Yesterday Labour moderates were infuriated by the Corbyn camp’s email telling Labour members that ‘they’ (a wonderful pronoun that British people use to refer variously to someone in authority who is making things difficult, the weatherman, and those in charge of roadworks) have ‘stopped me voting for Jeremy. ‘They’ in this context refers to the party’s own NEC and the British justice system, which seems a tad ludicrous, and which was dismissed as such by many other people in the Labour party.
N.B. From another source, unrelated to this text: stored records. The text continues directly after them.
use crate::core::{Blockchain, Transaction, UtxoSet};
use crate::crypto::keys::KeyPair;
use crate::mining::ProofOfWork;
use crate::storage::{KvStore, MemoryStore};
use crate::Result;
use std::sync::Arc;

/// Low enough that every test block seals within a few hundred attempts.
pub const TEST_TARGET_BITS: u32 = 4;

/// In-memory chain whose genesis pays `subsidy` to the returned key pair,
/// with a freshly rebuilt index.
pub fn memory_chain(subsidy: u64) -> Result<(Blockchain, KeyPair, UtxoSet)> {
    let owner = KeyPair::new()?;
    let reward = Transaction::new_reward(owner.public_key.hash160(), "genesis", subsidy);

    let blocks: Arc<dyn KvStore> = Arc::new(MemoryStore::new());
    let chain = Blockchain::open(blocks, ProofOfWork::new(TEST_TARGET_BITS)?, Some(reward))?;

    let utxo = UtxoSet::new(Arc::new(MemoryStore::new()));
    utxo.rebuild(&chain)?;

    Ok((chain, owner, utxo))
}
But to dismiss the email as ludicrous is to ignore how effective it is, far more effective than Sadiq Khan endorsing Owen Smith. It taps into the particular anger at what ‘They’ get up to amongst Corbyn supporters. It shows that Corbyn and his team understand how the Labour membership thinks, even if that characterisation of the Labour membership is largely one of people who seem quite enamoured with conspiracy theories. It is the failure of the moderates to understand how the membership thinks and engage with this, or recruit a more moderate membership, that leaves the party in such a mess. And the fact that Corbyn and co have understood it shows us that no matter how shambolic they appear in Parliament and to the voting public who chooses who to put into power in this country, they aren’t ineffectual when it comes to what interests them, which is taking and staying in power in the Labour party.